John Gresham Machen
John Gresham Machen (1881-1937)

J. Gresham Machen

 

Il moderno liberalismo, è stato fin qui osservato, ha perso di vista i due maggiori presupposti del messaggio Cristiano: il Dio vivente, e la realtà del peccato. La dottrina liberale di Dio e la dottrina liberale dell’uomo sono entrambe diametralmente opposte alla concezione Cristiana. Ma la divergenza concerne non solo i presupposti del messaggio, ma anche il messaggio stesso.

Il messaggio Cristiano ci è giunto attraverso la Bibbia. Che cosa pensiamo di questo Libro nel quale è contenuto il messaggio?

Secondo la concezione Cristiana, la Bibbia contiene un resoconto della rivelazione da Dio all’uomo che non è reperibile altrove. È vero che la Bibbia contiene anche una conferma e un meraviglioso arricchimento delle rivelazioni che ci sono date mediante le cose che Dio ha creato e mediante la coscienza dell’uomo. “I cieli raccontano la gloria di Dio e il firmamento dichiara l’opera delle sue mani.” queste parole confermano la rivelazione di Dio nella natura; “tutti hanno peccato e sono privi della gloria di Dio”: queste parole sono la conferma di quanto ci è attestato dalla coscienza. Ma in aggiunta a queste riaffermazioni di ciò che potrebbe essere ragionevolmente appreso altrove – in realtà, a causa della cecità dell’uomo, anche questo poco viene appreso altrove in modo relativamente oscuro – la Bibbia contiene anche il resoconto di una rivelazione che è assolutamente nuova. Questa nuova rivelazione riguarda il modo in cui l’uomo peccatore può giungere alla comunione con il Dio vivente.

La via fu aperta, secondo la Bibbia, da un atto di Dio, quando circa mille e novecento anni fa, fuori dalle mura di Gerusalemme, il Figlio eterno fu offerto in sacrificio per i peccati degli uomini. A quell’unico grande evento guarda l’intero Antico Testamento, e in quell’unico evento l’intero Nuovo Testamento trova il proprio centro e sostanza. La salvezza dunque, secondo la Bibbia, non è qualcosa che può essere scoperta, ma qualcosa che è accaduta. Di conseguenza appare evidente l’unicità della Bibbia. Tutte le idee del Cristianesimo potrebbero essere rinvenute anche in altre religioni, e tuttavia in quelle altre religioni non vi sarebbe alcun Cristianesimo. Perché il Cristianesimo dipende non da un sistema d’idee, ma dalla narrazione di un evento. Senza quell’evento, il mondo, nella concezione Cristiana, è completamente oscuro, e l’umanità è perduta sotto la colpa del peccato. Non può esistere alcuna salvezza per mezzo della scoperta della verità eterna, perché la verità eterna non porta altro che disperazione, a causa del peccato. Ma un nuovo volto è stato dato alla vita da quell’azione benedetta che Dio compì quando offrì il Suo unigenito Figlio.
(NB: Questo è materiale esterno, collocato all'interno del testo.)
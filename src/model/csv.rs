//! CSV persistence of the config entities (groups, chargers, tags).
//!
//! Files are read at startup and may be re-read (reload) or rewritten
//! (write-through) from the API. Rows are matched by id: reloads update
//! existing entities in place and create missing ones; tags are replaced
//! wholesale.

use std::path::Path;

use serde::Deserialize;
use tracing::info;

use super::store::Store;
use super::tag::{Tag, TagStatus};
use crate::support::errors::ModelError;

#[derive(Debug, Deserialize)]
struct GroupRow {
    group_id: String,
    description: Option<String>,
    max_allocation: Option<String>,
}

#[derive(Debug, Deserialize)]
struct ChargerRow {
    charger_id: String,
    alias: String,
    group_id: String,
    no_connectors: Option<u32>,
    priority: Option<i32>,
    description: Option<String>,
    conn_max: Option<f64>,
    auth_sha: Option<String>,
}

#[derive(Debug, Deserialize)]
struct TagRow {
    id_tag: String,
    user_name: Option<String>,
    parent_id_tag: Option<String>,
    description: Option<String>,
    status: Option<String>,
    priority: Option<i32>,
}

/// Read groups: `group_id,description,max_allocation`.
pub fn load_groups(store: &Store, path: &Path) -> Result<(), ModelError> {
    info!(path = %path.display(), "reading groups");
    let mut reader = csv::Reader::from_path(path)?;
    for row in reader.deserialize() {
        let row: GroupRow = row?;
        let exists = store.with_model(|m| m.groups.contains_key(&row.group_id));
        if exists {
            store.update_group(&row.group_id, row.description, row.max_allocation.as_deref())?;
        } else {
            store.add_group(&row.group_id, row.description, row.max_allocation.as_deref())?;
        }
    }
    Ok(())
}

pub fn write_groups(store: &Store, path: &Path) -> Result<(), ModelError> {
    info!(path = %path.display(), "writing groups");
    let mut writer = csv::Writer::from_path(path)?;
    writer.write_record(["group_id", "description", "max_allocation"])?;
    let rows = store.with_model(|m| {
        let mut groups: Vec<_> = m.groups.values().collect();
        groups.sort_by(|a, b| a.group_id.cmp(&b.group_id));
        groups
            .iter()
            .map(|g| {
                (
                    g.group_id.clone(),
                    g.description.clone().unwrap_or_default(),
                    g.max_allocation
                        .as_ref()
                        .map(|s| s.to_string())
                        .unwrap_or_default(),
                )
            })
            .collect::<Vec<_>>()
    });
    for (group_id, description, max_allocation) in rows {
        writer.write_record([group_id, description, max_allocation])?;
    }
    writer.flush()?;
    Ok(())
}

/// Read chargers:
/// `charger_id,alias,group_id,no_connectors,priority,description,conn_max,auth_sha`.
pub fn load_chargers(store: &Store, path: &Path) -> Result<(), ModelError> {
    info!(path = %path.display(), "reading chargers");
    let mut reader = csv::Reader::from_path(path)?;
    for row in reader.deserialize() {
        let row: ChargerRow = row?;
        let exists = store.with_model(|m| m.chargers.contains_key(&row.charger_id));
        if exists {
            store.update_charger(
                &row.charger_id,
                Some(row.alias),
                row.priority,
                row.description,
                row.conn_max,
            )?;
            if let Some(sha) = row.auth_sha {
                store.set_auth_sha(&row.charger_id, sha)?;
            }
        } else {
            store.add_charger(
                &row.charger_id,
                &row.group_id,
                &row.alias,
                row.no_connectors.unwrap_or(1),
                row.priority.unwrap_or(1),
                row.description,
                row.conn_max,
                row.auth_sha,
            )?;
        }
    }
    Ok(())
}

pub fn write_chargers(store: &Store, path: &Path) -> Result<(), ModelError> {
    info!(path = %path.display(), "writing chargers");
    let mut writer = csv::Writer::from_path(path)?;
    writer.write_record([
        "charger_id",
        "alias",
        "group_id",
        "no_connectors",
        "priority",
        "description",
        "conn_max",
        "auth_sha",
    ])?;
    let rows = store.with_model(|m| {
        let mut chargers: Vec<_> = m.chargers.values().collect();
        chargers.sort_by(|a, b| a.charger_id.cmp(&b.charger_id));
        chargers
            .iter()
            .map(|c| {
                [
                    c.charger_id.clone(),
                    c.alias.clone(),
                    c.group_id.clone(),
                    c.connectors.len().to_string(),
                    c.priority.to_string(),
                    c.description.clone().unwrap_or_default(),
                    c.conn_max.to_string(),
                    c.auth_sha.clone().unwrap_or_default(),
                ]
            })
            .collect::<Vec<_>>()
    });
    for row in rows {
        writer.write_record(row)?;
    }
    writer.flush()?;
    Ok(())
}

/// Read tags: `id_tag,user_name,parent_id_tag,description,status,priority`.
/// Replaces the whole tag table.
pub fn load_tags(store: &Store, path: &Path) -> Result<(), ModelError> {
    info!(path = %path.display(), "reading tags");
    let mut reader = csv::Reader::from_path(path)?;
    store.clear_tags();
    let mut count = 0usize;
    for row in reader.deserialize() {
        let row: TagRow = row?;
        let status = match row.status.as_deref() {
            Some("Blocked") => TagStatus::Blocked,
            _ => TagStatus::Activated,
        };
        store.upsert_tag(Tag::new(
            &row.id_tag,
            row.user_name,
            row.parent_id_tag,
            row.description,
            status,
            row.priority,
        ));
        count += 1;
    }
    info!(count, "tags loaded");
    Ok(())
}

pub fn write_tags(store: &Store, path: &Path) -> Result<(), ModelError> {
    info!(path = %path.display(), "writing tags");
    let mut writer = csv::Writer::from_path(path)?;
    writer.write_record([
        "id_tag",
        "user_name",
        "parent_id_tag",
        "description",
        "status",
        "priority",
    ])?;
    let rows = store.with_model(|m| {
        let mut tags: Vec<_> = m.tags.values().collect();
        tags.sort_by(|a, b| a.id_tag.cmp(&b.id_tag));
        tags.iter()
            .map(|t| {
                [
                    t.id_tag.clone(),
                    t.user_name.clone().unwrap_or_default(),
                    t.parent_id_tag.clone().unwrap_or_default(),
                    t.description.clone().unwrap_or_default(),
                    match t.status {
                        TagStatus::Activated => "Activated".to_string(),
                        TagStatus::Blocked => "Blocked".to_string(),
                    },
                    t.priority.map(|p| p.to_string()).unwrap_or_default(),
                ]
            })
            .collect::<Vec<_>>()
    });
    for row in rows {
        writer.write_record(row)?;
    }
    writer.flush()?;
    Ok(())
}

#[cfg(test)]
mod tests {
    use super::*;
    use crate::config::AppConfig;
    use std::sync::Arc;

    fn temp_path(name: &str) -> std::path::PathBuf {
        let mut path = std::env::temp_dir();
        path.push(format!("balanz-csv-test-{}-{}", std::process::id(), name));
        path
    }

    #[test]
    fn groups_round_trip() {
        let store = Store::new(Arc::new(AppConfig::default()));
        store
            .add_group("SITE", Some("Main site".into()), Some("00:00-23:59>0=48"))
            .unwrap();
        store.add_group("ORG", None, None).unwrap();

        let path = temp_path("groups.csv");
        write_groups(&store, &path).unwrap();

        let other = Store::new(Arc::new(AppConfig::default()));
        load_groups(&other, &path).unwrap();
        other.with_model(|m| {
            assert_eq!(m.groups.len(), 2);
            assert!(m.groups["SITE"].is_allocation_group());
            assert!(!m.groups["ORG"].is_allocation_group());
            assert_eq!(m.groups["SITE"].description.as_deref(), Some("Main site"));
        });
        std::fs::remove_file(path).ok();
    }

    #[test]
    fn chargers_round_trip_with_blank_fields() {
        let store = Store::new(Arc::new(AppConfig::default()));
        store.add_group("G", None, Some("00:00-23:59>0=48")).unwrap();
        store
            .add_charger("CP-9", "G", "Bay 9", 2, 3, None, None, None)
            .unwrap();

        let path = temp_path("chargers.csv");
        write_chargers(&store, &path).unwrap();

        let other = Store::new(Arc::new(AppConfig::default()));
        other.add_group("G", None, None).unwrap();
        load_chargers(&other, &path).unwrap();
        other.with_model(|m| {
            let c = &m.chargers["CP-9"];
            assert_eq!(c.connectors.len(), 2);
            assert_eq!(c.priority, 3);
            assert!(c.auth_sha.is_none());
        });
        std::fs::remove_file(path).ok();
    }

    #[test]
    fn tags_reload_replaces_the_table() {
        let store = Store::new(Arc::new(AppConfig::default()));
        store.upsert_tag(Tag::new("OLD1", None, None, None, TagStatus::Activated, None));
        store.upsert_tag(Tag::new(
            "KEEP1",
            Some("Keeper".into()),
            None,
            None,
            TagStatus::Blocked,
            Some(5),
        ));

        let path = temp_path("tags.csv");
        write_tags(&store, &path).unwrap();
        store.delete_tag("OLD1").unwrap();
        store.upsert_tag(Tag::new("NEW1", None, None, None, TagStatus::Activated, None));

        load_tags(&store, &path).unwrap();
        store.with_model(|m| {
            assert!(m.tags.contains_key("OLD1"), "reload restores the file contents");
            assert!(!m.tags.contains_key("NEW1"), "reload drops unknown tags");
            let keep = &m.tags["KEEP1"];
            assert_eq!(keep.status, TagStatus::Blocked);
            assert_eq!(keep.priority, Some(5));
        });
        std::fs::remove_file(path).ok();
    }
}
Talvolta viene sollevata un’obiezione contro questa concezione del contenuto della Bibbia. Dobbiamo, si dice, dipendere da una cosa avvenuta così tanto tempo fa? La salvezza dipende dallo studio di un resoconto stantìo? Il dotto studioso di storia Palestinese è forse il nuovo sacerdote senza il cui grazioso intervento nessuno può vedere Dio? Non possiamo, invece, trovare una salvezza che non dipenda dalla storia, una salvezza che dipenda solo da ciò che è con noi qui e adesso?
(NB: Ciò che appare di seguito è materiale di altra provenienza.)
//! balanz: OCPP 1.6 central system with smart-charging load balancing.
//!
//! Reads configuration from a TOML file (`--config <path>`), loads the
//! entity CSVs, then serves chargers and API clients on one WebSocket
//! endpoint while the per-group engine loops and the model watchdog run in
//! the background.

use std::path::{Path, PathBuf};
use std::sync::Arc;
use std::time::Duration;

use chrono::Utc;
use tracing::{error, info};

use balanz::api::UserTable;
use balanz::config::AppConfig;
use balanz::engine::{watchdog, BalanzLoop};
use balanz::model::{csv as model_csv, Store};
use balanz::ocpp::{CallSender, OcppServer, ProfileDriver, ServerContext, SessionRegistry};
use balanz::support::shutdown::ShutdownSignal;

const DEFAULT_CONFIG: &str = "config/balanz.toml";

fn config_path_from_args() -> PathBuf {
    let mut args = std::env::args().skip(1);
    while let Some(arg) = args.next() {
        if arg == "--config" {
            if let Some(path) = args.next() {
                return PathBuf::from(path);
            }
        }
    }
    PathBuf::from(DEFAULT_CONFIG)
}

#[tokio::main]
async fn main() -> Result<(), Box<dyn std::error::Error + Send + Sync>> {
    let config_path = config_path_from_args();
    let cfg = match AppConfig::load(&config_path) {
        Ok(cfg) => cfg,
        Err(e) => {
            eprintln!("failed to load {}: {e}", config_path.display());
            return Err(e.into());
        }
    };

    tracing_subscriber::fmt()
        .with_env_filter(
            tracing_subscriber::EnvFilter::try_from_default_env()
                .unwrap_or_else(|_| tracing_subscriber::EnvFilter::new(&cfg.logging.level)),
        )
        .init();
    info!(
        version = env!("CARGO_PKG_VERSION"),
        config = %config_path.display(),
        "starting balanz"
    );

    let cfg = Arc::new(cfg);
    let store = Arc::new(Store::new(cfg.clone()));

    // ── Entity CSVs ────────────────────────────────────────────
    if let Some(path) = cfg.model.groups_csv.as_deref() {
        model_csv::load_groups(&store, Path::new(path))?;
    }
    if let Some(path) = cfg.model.chargers_csv.as_deref() {
        model_csv::load_chargers(&store, Path::new(path))?;
    }
    if let Some(path) = cfg.model.tags_csv.as_deref() {
        model_csv::load_tags(&store, Path::new(path))?;
    }
    if let Some(path) = cfg.history.session_csv.as_deref() {
        store.register_session_log(Path::new(path))?;
    }
    let users = Arc::new(UserTable::new());
    if let Some(path) = cfg.api.users_csv.as_deref() {
        users.load_csv(Path::new(path))?;
    }

    // ── Shared infrastructure ──────────────────────────────────
    let registry = Arc::new(SessionRegistry::new());
    let calls = Arc::new(CallSender::new(
        registry.clone(),
        Duration::from_secs(cfg.csms.call_timeout),
    ));
    let profiles = Arc::new(ProfileDriver::new(calls.clone(), cfg.balanz.min_allocation));

    let shutdown = ShutdownSignal::new();
    shutdown.listen_for_signals();

    // ── Engine loops, one per allocation group ─────────────────
    if cfg.balanz.run_interval == 0 {
        info!("smart charging disabled in configuration");
    } else {
        for group_id in store.allocation_group_ids() {
            info!(group_id = group_id.as_str(), "starting balanz loop");
            let group_loop = BalanzLoop::new(
                cfg.clone(),
                store.clone(),
                profiles.clone(),
                registry.clone(),
                group_id,
            );
            let loop_shutdown = shutdown.clone();
            tokio::spawn(async move { group_loop.run(loop_shutdown).await });
        }
    }

    // ── Stale-transaction watchdog ─────────────────────────────
    tokio::spawn(watchdog::run(cfg.clone(), store.clone(), shutdown.clone()));

    // ── Serve ──────────────────────────────────────────────────
    let server = OcppServer::new(
        ServerContext {
            cfg,
            store,
            registry,
            calls,
            profiles,
            users,
            started_at: Utc::now(),
        },
        shutdown,
    );
    if let Err(e) = server.run().await {
        error!(error = %e, "server failed");
        return Err(e);
    }

    info!("👋 balanz shutdown complete");
    Ok(())
}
L’obiezione non è priva di peso. Ma ignora una delle prove principali della verità del resoconto biblico. La prova si trova nell’esperienza Cristiana. La salvezza dipende certamente da qualcosa che accadde molto tempo fa, ma quell’evento del passato ha effetti che continuano fino ad oggi. Ci viene detto nel Nuovo Testamento che Gesù offrì Sé stesso come sacrificio per i peccati di coloro che avrebbero creduto in Lui. Questo è il resoconto di un evento passato. Ma noi possiamo esaminarlo oggi, ed esaminandolo scopriamo che è vero. Ci viene detto nel Nuovo Testamento che in una certa mattina di molto tempo fa, Gesù risorse dai morti. Anche questo è il resoconto di un evento passato. Ma di nuovo possiamo sperimentarlo, ed sperimentandolo possiamo scoprire che Gesù è veramente un Salvatore vivente oggi.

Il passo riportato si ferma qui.